1. — Principal and Surety. The liability of a surety is measured by the liability of the principal.
2. — Principal and Surety — Master and Servant — Damages. Where the liability of one defendant is a primary liability to answer in damages for his own acts, and that of the other is purely a derivative liability, such as that of a surety or a master liable under the doctrine of respondeat superior, the amount recovered as against the one primarily liable is the limit of the amount recoverable against the person whose responsibility is solely derivative.
3. — Trial — Verdict — Principal and Surety. In a suit on the official bond of a constable to recover damages for injuries alleged to have resulted to plaintiff from an assault upon him by the constable, a verdict awarding $1.00 damages against the constable and $2500.00 damages against the surety on his bond was defective and erroneous, since the surety could not, under the law, be held liable in any amount in excess of that imposed upon the principal.
4. — Appeal and Error. In an action against a constable and a surety on his official bond for injuries alleged to have resulted to plaintiff by reason of an assault upon him by the constable, it must be assumed, on appeal, that the jury understood the instructions as given, that they understood that it was for the act of the constable that they were awarding damages, and that they should return a verdict against the constable for the whole of plaintiff's damage.
5. — Principal and Surety — Damages — Civil Procedure. In an action against a constable and a surety on his official bond for damages alleged to have resulted to plaintiff by reason of an assault of the constable upon him where there was a verdict against the constable in the sum of $1.00 and against the surety in the sum of $2500.00, and plaintiff filed a motion for a new trial, as did the surety, both of which motions were overruled, but the surety also filed a motion to correct the verdict and judgment and the court sustained that motion and, by its order, struck from the verdict the assessment of $2500.00 against the surety and inserted in lieu thereof the sum of $1.00, and entered a new judgment in favor of plaintiff and against the defendants in the sum of $1.00, and plaintiff appealed from said order, held, that the motion to correct the verdict and judgment was the proper procedure, sanctioned by Section 120 of the Code of Civil Procedure, Laws Mo. 1943, p. 389, and that the trial court properly sustained that motion.

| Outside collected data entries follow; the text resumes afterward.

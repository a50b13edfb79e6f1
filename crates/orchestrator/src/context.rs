//! crates/orchestrator/src/context.rs
//!
//! Exactly-once construction of the orchestrator and the external
//! configuration it is built from.
//!
//! # Locking
//!
//! The orchestrator slot is guarded by its own mutex, held for the whole of
//! construction, so concurrent first calls build exactly once and every
//! caller receives the same instance. External configuration and the
//! external configuration file each have their own mutex. Construction
//! marks the context as constructed *before* it reads either of them, and
//! each setter checks that mark while holding its own lock. A setter
//! therefore either completes before construction reads its value or fails
//! with [`InitError::AlreadyInitialized`].
//!
//! Lock order is orchestrator slot, then external configuration, then
//! external file. Setters only ever take one lock.

use std::path::{Path, PathBuf};
use std::sync::atomic::{AtomicBool, Ordering};
use std::sync::{Arc, LazyLock, Mutex, PoisonError};

use logging::Registry;
use logging_config::ConfigStore;
use logging_sink::SinkCache;

use crate::error::{InitError, OverrideKind};
use crate::orchestrator::{Orchestrator, OrchestratorBuilder};
use crate::trace;

static GLOBAL: LazyLock<Context> = LazyLock::new(Context::new);

/// Owner of one orchestrator, its registry and its shared file sinks.
#[derive(Debug, Default)]
pub struct Context {
    orchestrator: Mutex<Option<Arc<Orchestrator>>>,
    constructed: AtomicBool,
    ext_config: Mutex<Option<ConfigStore>>,
    ext_file: Mutex<Option<PathBuf>>,
    registry: Arc<Registry>,
    sinks: SinkCache,
}

impl Context {
    /// Creates an empty context.
    ///
    /// Most programs use [`Context::global`]; separate contexts are useful
    /// for embedding and tests.
    pub fn new() -> Self {
        Self::default()
    }

    /// The context shared by the whole process.
    pub fn global() -> &'static Self {
        &GLOBAL
    }

    /// Registers configuration entries to use when the orchestrator is built.
    ///
    /// With `clear_old`, or when nothing was registered before, the entries
    /// replace any earlier registration and missing defaults are filled in.
    /// Otherwise they are merged into the earlier registration.
    ///
    /// # Errors
    ///
    /// [`InitError::AlreadyInitialized`] once the orchestrator exists.
    pub fn set_config<I, K, V>(&self, entries: I, clear_old: bool) -> Result<(), InitError>
    where
        I: IntoIterator<Item = (K, V)>,
        K: Into<String>,
        V: Into<String>,
    {
        let mut ext = self.ext_config.lock().unwrap_or_else(PoisonError::into_inner);
        self.ensure_unconstructed(OverrideKind::ConfigMap)?;
        match ext.as_mut() {
            Some(existing) if !clear_old => existing.update(entries),
            _ => *ext = Some(ConfigStore::from_entries(entries)),
        }
        Ok(())
    }

    /// Registers a configuration file to read when the orchestrator is built.
    ///
    /// Ignored when a configuration was also registered through
    /// [`set_config`](Self::set_config).
    ///
    /// # Errors
    ///
    /// [`InitError::AlreadyInitialized`] once the orchestrator exists.
    pub fn set_config_file(&self, path: impl AsRef<Path>) -> Result<(), InitError> {
        let mut ext = self.ext_file.lock().unwrap_or_else(PoisonError::into_inner);
        self.ensure_unconstructed(OverrideKind::ConfigFile)?;
        *ext = Some(path.as_ref().to_path_buf());
        Ok(())
    }

    /// A copy of the configuration registered through
    /// [`set_config`](Self::set_config).
    pub fn external_config(&self) -> Option<ConfigStore> {
        self.ext_config
            .lock()
            .unwrap_or_else(PoisonError::into_inner)
            .clone()
    }

    /// The file registered through [`set_config_file`](Self::set_config_file).
    pub fn external_config_file(&self) -> Option<PathBuf> {
        self.ext_file
            .lock()
            .unwrap_or_else(PoisonError::into_inner)
            .clone()
    }

    /// The orchestrator, built from external settings on first use.
    ///
    /// # Errors
    ///
    /// Any construction failure. Nothing stays registered and no file opened
    /// by the failed attempt stays cached, so a later call tries again with
    /// fresh settings.
    pub fn instance(&self) -> Result<Arc<Orchestrator>, InitError> {
        self.initialize(None)
    }

    /// Builds the orchestrator from `config`.
    ///
    /// # Errors
    ///
    /// [`InitError::AlreadyInitialized`] when the orchestrator exists, or any
    /// construction failure.
    pub fn instance_with_config(
        &self,
        config: ConfigStore,
    ) -> Result<Arc<Orchestrator>, InitError> {
        self.initialize(Some(OrchestratorBuilder::new().config(config)))
    }

    /// Builds the orchestrator from `builder`.
    ///
    /// # Errors
    ///
    /// [`InitError::AlreadyInitialized`] when the orchestrator exists, or any
    /// construction failure.
    pub fn instance_with(
        &self,
        builder: OrchestratorBuilder,
    ) -> Result<Arc<Orchestrator>, InitError> {
        self.initialize(Some(builder))
    }

    /// The orchestrator if it has been built.
    pub fn get(&self) -> Option<Arc<Orchestrator>> {
        self.orchestrator
            .lock()
            .unwrap_or_else(PoisonError::into_inner)
            .clone()
    }

    /// Whether the orchestrator has been built or is being built.
    pub fn is_initialized(&self) -> bool {
        self.constructed.load(Ordering::SeqCst)
    }

    /// Registry holding every logger this context built.
    pub const fn registry(&self) -> &Arc<Registry> {
        &self.registry
    }

    /// File sinks shared by this context's loggers.
    pub const fn sink_cache(&self) -> &SinkCache {
        &self.sinks
    }

    /// Drops the orchestrator, its loggers, cached sinks and external settings.
    #[cfg(any(test, feature = "test-support"))]
    pub fn reset(&self) {
        let mut slot = self.orchestrator.lock().unwrap_or_else(PoisonError::into_inner);
        slot.take();
        self.registry.drop_all();
        self.sinks.clear();
        self.ext_config
            .lock()
            .unwrap_or_else(PoisonError::into_inner)
            .take();
        self.ext_file
            .lock()
            .unwrap_or_else(PoisonError::into_inner)
            .take();
        self.constructed.store(false, Ordering::SeqCst);
    }

    fn ensure_unconstructed(&self, kind: OverrideKind) -> Result<(), InitError> {
        if self.constructed.load(Ordering::SeqCst) {
            return Err(InitError::AlreadyInitialized(kind));
        }
        Ok(())
    }

    fn initialize(
        &self,
        explicit: Option<OrchestratorBuilder>,
    ) -> Result<Arc<Orchestrator>, InitError> {
        let mut slot = self.orchestrator.lock().unwrap_or_else(PoisonError::into_inner);
        if let Some(existing) = slot.as_ref() {
            if explicit.is_some() {
                return Err(InitError::AlreadyInitialized(OverrideKind::LoggerInstance));
            }
            return Ok(Arc::clone(existing));
        }

        self.constructed.store(true, Ordering::SeqCst);
        match explicit
            .unwrap_or_default()
            .build(self, &self.registry, &self.sinks)
        {
            Ok(orchestrator) => {
                let orchestrator = Arc::new(orchestrator);
                *slot = Some(Arc::clone(&orchestrator));
                Ok(orchestrator)
            }
            Err(err) => {
                trace::init_failed(&err);
                self.constructed.store(false, Ordering::SeqCst);
                Err(err)
            }
        }
    }
}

Appeal from the Circuit Court of St. Louis County. — Hon. Raymond E. LaDriere, Judge.
AFFIRMED.
James J. Milligan for appellant.
(1) The court erred in entering judgment reducing the previous judgment against defendant surety from $2,500.00 to $1.00. Meffert v. Lawson, 315 Mo. 1091, 287 S.W. 610, 611; Cazzell v. Schofield, 319 Mo. 1169, 1195, 8 S.W.2d 580, 592; Dimick v. Schiedt, 293 U.S. 474, 79 L.Ed. 603, 55 S.Ct. 296, 95 A.L.R. 1150; Hunt v. U.S. Fire Insurance Co. of N.Y., 193 S.W.2d 778, 784. (2) The court erred in overruling plaintiff's motion to set aside the said judgment entered on July 26th, 1948, and to reinstate the judgment for $2,500.00 based on the verdict of the jury. Authorities under Point (1). (3) Any valid judgment entered by the court must be based on the verdict of the jury. The amount of damages was a question for the jury. The court erred in reducing the damages found by the jury against the surety defendant without the consent of plaintiff. The only course open to the court was to grant a new trial as to that issue if such damages were deemed improper. King v. Kansas City Life, 350 Mo. 75, 164 S.W.2d 458, 465; Cook v. Globe Printing Co., 227 Mo. 471, 542, 547, 127 S.W. 332, 353, 360. (4) The judgment of the court reducing the judgment against surety defendant should be reversed. The original judgments entered on the verdicts of the jury should be affirmed and reinstated. Cazzell v. Schofield, 319 Mo. 1169, 1195, 8 S.W.2d 580, 592.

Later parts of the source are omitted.